◆ Task instructions:
Your answer should be every line from the records that contains "StandardDeckLoader".

Stored items from a collection:

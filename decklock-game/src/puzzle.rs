//! Puzzle resolution: flip bookkeeping, code classification, and the
//! per-view wrong-answer tally.
use serde::{Deserialize, Serialize};

use crate::catalog::{Catalog, IdList};
use crate::clock::ClockController;
use crate::constants::{HINT_UNLOCK_THRESHOLD, WRONG_CODE_PENALTY_MINUTES};
use crate::outcome::SubmitOutcome;
use crate::state::InventoryState;

/// Wrong-answer counter scoped to one open puzzle view.
///
/// Discarded together with the view; never persisted in the inventory.
#[derive(Debug, Clone, PartialEq, Eq, Serialize, Deserialize)]
pub struct ErrorTally {
    card_id: String,
    wrong_attempts: u32,
}

impl ErrorTally {
    #[must_use]
    pub fn new(card_id: &str) -> Self {
        Self {
            card_id: card_id.to_string(),
            wrong_attempts: 0,
        }
    }

    #[must_use]
    pub fn card_id(&self) -> &str {
        &self.card_id
    }

    pub const fn reset(&mut self) {
        self.wrong_attempts = 0;
    }

    /// Record one more wrong answer and return the new count.
    pub const fn increment(&mut self) -> u32 {
        self.wrong_attempts += 1;
        self.wrong_attempts
    }

    #[must_use]
    pub const fn count(&self) -> u32 {
        self.wrong_attempts
    }
}

/// Transient state of the card currently shown in the zoom view.
///
/// Face orientation is presentation state; the durable `revealed` flag
/// lives in [`InventoryState`] and is only ever set on the face-down to
/// face-up transition.
#[derive(Debug, Clone, PartialEq, Eq, Serialize, Deserialize)]
pub struct OpenCard {
    id: String,
    face_up: bool,
    tally: ErrorTally,
}

impl OpenCard {
    #[must_use]
    pub fn new(id: &str, face_up: bool) -> Self {
        Self {
            id: id.to_string(),
            face_up,
            tally: ErrorTally::new(id),
        }
    }

    #[must_use]
    pub fn id(&self) -> &str {
        &self.id
    }

    #[must_use]
    pub const fn is_face_up(&self) -> bool {
        self.face_up
    }

    #[must_use]
    pub const fn tally(&self) -> &ErrorTally {
        &self.tally
    }

    pub(crate) const fn tally_mut(&mut self) -> &mut ErrorTally {
        &mut self.tally
    }

    /// Flip the card over. The first transition to face up marks the card
    /// revealed for the rest of the session.
    pub fn flip(&mut self, state: &mut InventoryState) {
        self.face_up = !self.face_up;
        if self.face_up {
            state.reveal(&self.id);
        }
    }
}

/// Normalization applied to both the submission and the expected code.
fn normalize(code: &str) -> String {
    code.trim().to_uppercase()
}

/// Classify a code submission against the open card's machine and apply
/// its side effects.
///
/// Classification order, first match wins: correct (or duplicate correct),
/// known trap, generic wrong. Traps never touch the tally; only generic
/// wrong answers escalate toward hint disclosure.
pub fn submit_code(
    catalog: &Catalog,
    state: &mut InventoryState,
    clock: &mut ClockController,
    open: &mut OpenCard,
    raw_code: &str,
) -> SubmitOutcome {
    let id = open.id().to_string();
    let unavailable = || SubmitOutcome::Unavailable { id: id.clone() };

    let Some(card) = catalog.lookup(&id) else {
        return unavailable();
    };
    let Some(spec) = card.machine() else {
        return unavailable();
    };
    if !state.is_owned(&id) {
        return unavailable();
    }
    // A completed machine accepts no new submissions; repeats answer as
    // duplicates rather than costing time.
    if state.is_completed(&id) {
        return SubmitOutcome::AlreadySolved;
    }

    let submission = normalize(raw_code);

    if submission == normalize(&spec.code) {
        // The first reward doubles as the solved marker: if it is already
        // owned, this is a repeat submission, not a fresh success.
        if state.is_owned(&spec.rewards[0]) {
            return SubmitOutcome::AlreadySolved;
        }

        let mut granted = IdList::new();
        for reward in &spec.rewards {
            if state.own(reward) {
                granted.push(reward.clone());
            }
        }
        match &spec.completes {
            Some(linked) => {
                for linked_id in linked {
                    state.complete(linked_id);
                }
            }
            None => {
                state.complete(&id);
            }
        }
        open.tally_mut().reset();
        return SubmitOutcome::Solved {
            granted,
            message: spec.success_message.clone(),
        };
    }

    if let Some(trap) = catalog.trap(&submission) {
        clock.apply_penalty(trap.minutes);
        return SubmitOutcome::TrapTriggered {
            penalty_minutes: trap.minutes,
            message: trap.message.clone(),
        };
    }

    clock.apply_penalty(WRONG_CODE_PENALTY_MINUTES);
    let attempts = open.tally_mut().increment();
    let hint_unlocked =
        attempts >= HINT_UNLOCK_THRESHOLD && spec.hint.is_some() && state.unlock_hint(&id);
    SubmitOutcome::WrongCode {
        attempts,
        hint_unlocked,
    }
}
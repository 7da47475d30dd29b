//! Mutable per-session state: the card lifecycle sets and the session ending.
use serde::{Deserialize, Serialize};
use std::collections::HashSet;

/// How a finished session ended.
#[derive(Debug, Clone, Copy, PartialEq, Eq, Hash, Serialize, Deserialize)]
#[serde(rename_all = "snake_case")]
pub enum Ending {
    /// The clock reached zero.
    TimeUp,
    /// A win card entered the inventory.
    Victory,
}

impl std::fmt::Display for Ending {
    fn fmt(&self, f: &mut std::fmt::Formatter<'_>) -> std::fmt::Result {
        match self {
            Ending::TimeUp => write!(f, "time_up"),
            Ending::Victory => write!(f, "victory"),
        }
    }
}

/// Lifecycle sets for the player's collection.
///
/// `owned` preserves insertion order for display; `revealed` and `completed`
/// are subsets of `owned` and only ever grow.
#[derive(Debug, Clone, Default, PartialEq, Eq, Serialize, Deserialize)]
pub struct InventoryState {
    owned: Vec<String>,
    revealed: HashSet<String>,
    completed: HashSet<String>,
    unlocked_hints: HashSet<String>,
}

impl InventoryState {
    #[must_use]
    pub fn new() -> Self {
        Self::default()
    }

    /// Seed the starting hand. Ids are assumed validated by the catalog.
    #[must_use]
    pub fn with_starting_cards(ids: &[String]) -> Self {
        let mut state = Self::new();
        for id in ids {
            state.own(id);
        }
        state
    }

    /// Add a card to the collection. Returns false if it was already owned.
    pub fn own(&mut self, id: &str) -> bool {
        if self.is_owned(id) {
            return false;
        }
        self.owned.push(id.to_string());
        true
    }

    /// Mark an owned card as flipped at least once. Idempotent; a card that
    /// is not owned cannot be revealed.
    pub fn reveal(&mut self, id: &str) -> bool {
        if !self.is_owned(id) {
            return false;
        }
        self.revealed.insert(id.to_string())
    }

    /// Mark an owned card's puzzle as solved. Idempotent; completion of an
    /// id that is not owned is skipped so `completed` stays a subset of
    /// `owned`.
    pub fn complete(&mut self, id: &str) -> bool {
        if !self.is_owned(id) {
            return false;
        }
        self.completed.insert(id.to_string())
    }

    /// Record that a machine's hint has been disclosed. Returns false if it
    /// was already disclosed.
    pub fn unlock_hint(&mut self, id: &str) -> bool {
        self.unlocked_hints.insert(id.to_string())
    }

    #[must_use]
    pub fn is_owned(&self, id: &str) -> bool {
        self.owned.iter().any(|owned| owned == id)
    }

    #[must_use]
    pub fn is_revealed(&self, id: &str) -> bool {
        self.revealed.contains(id)
    }

    #[must_use]
    pub fn is_completed(&self, id: &str) -> bool {
        self.completed.contains(id)
    }

    #[must_use]
    pub fn is_hint_unlocked(&self, id: &str) -> bool {
        self.unlocked_hints.contains(id)
    }

    /// Owned ids in acquisition order.
    #[must_use]
    pub fn owned_ids(&self) -> &[String] {
        &self.owned
    }

    #[must_use]
    pub fn owned_count(&self) -> usize {
        self.owned.len()
    }

    #[must_use]
    pub fn revealed_count(&self) -> usize {
        self.revealed.len()
    }

    #[must_use]
    pub fn completed_count(&self) -> usize {
        self.completed.len()
    }

    /// Ids whose hints have been disclosed, in no particular order.
    pub fn unlocked_hint_ids(&self) -> impl Iterator<Item = &str> {
        self.unlocked_hints.iter().map(String::as_str)
    }
}
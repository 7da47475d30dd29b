//! Decklock Game Engine
//!
//! Platform-agnostic core logic for the Decklock escape-room card game.
//! This crate provides the card/inventory state machine and puzzle
//! resolution rules without UI or platform-specific dependencies.

pub mod acquisition;
pub mod catalog;
pub mod clock;
pub mod constants;
pub mod outcome;
pub mod puzzle;
pub mod session;
pub mod state;

// Re-export commonly used types
pub use acquisition::take_card;
pub use catalog::{Card, CardKind, Catalog, CatalogError, IdList, MachineSpec, TrapEntry};
pub use clock::{ClockController, format_clock};
pub use outcome::{AcquisitionOutcome, CardView, Notice, Severity, SubmitOutcome};
pub use puzzle::{ErrorTally, OpenCard, submit_code};
pub use session::GameSession;
pub use state::{Ending, InventoryState};

use std::rc::Rc;

/// Trait for abstracting deck loading operations.
/// Platform-specific implementations should provide this.
pub trait DeckLoader {
    type Error: std::error::Error + Send + Sync + 'static;

    /// Load and validate the deck catalog from the platform-specific
    /// source.
    ///
    /// # Errors
    ///
    /// Returns an error if the deck cannot be loaded or fails validation.
    fn load_deck(&self) -> Result<Catalog, Self::Error>;
}

/// Loader for the embedded standard deck.
#[derive(Debug, Clone, Copy, Default)]
pub struct StandardDeckLoader;

impl DeckLoader for StandardDeckLoader {
    type Error = CatalogError;

    fn load_deck(&self) -> Result<Catalog, Self::Error> {
        Catalog::standard()
    }
}

/// Main engine for constructing game sessions from a deck source.
pub struct GameEngine<L>
where
    L: DeckLoader,
{
    loader: L,
}

impl<L> GameEngine<L>
where
    L: DeckLoader,
{
    /// Create a new engine with the provided deck loader.
    pub const fn new(loader: L) -> Self {
        Self { loader }
    }

    /// Load the deck once and hand back the shared catalog.
    ///
    /// # Errors
    ///
    /// Returns an error if the deck cannot be loaded.
    pub fn load_catalog(&self) -> Result<Rc<Catalog>, L::Error> {
        self.loader.load_deck().map(Rc::new)
    }

    /// Construct a fresh session over a newly loaded catalog.
    ///
    /// # Errors
    ///
    /// Returns an error if the deck cannot be loaded.
    pub fn create_session(&self) -> Result<GameSession, L::Error> {
        Ok(GameSession::new(self.load_catalog()?))
    }
}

◆ Exercise answer:
pub struct StandardDeckLoader;
impl DeckLoader for StandardDeckLoader {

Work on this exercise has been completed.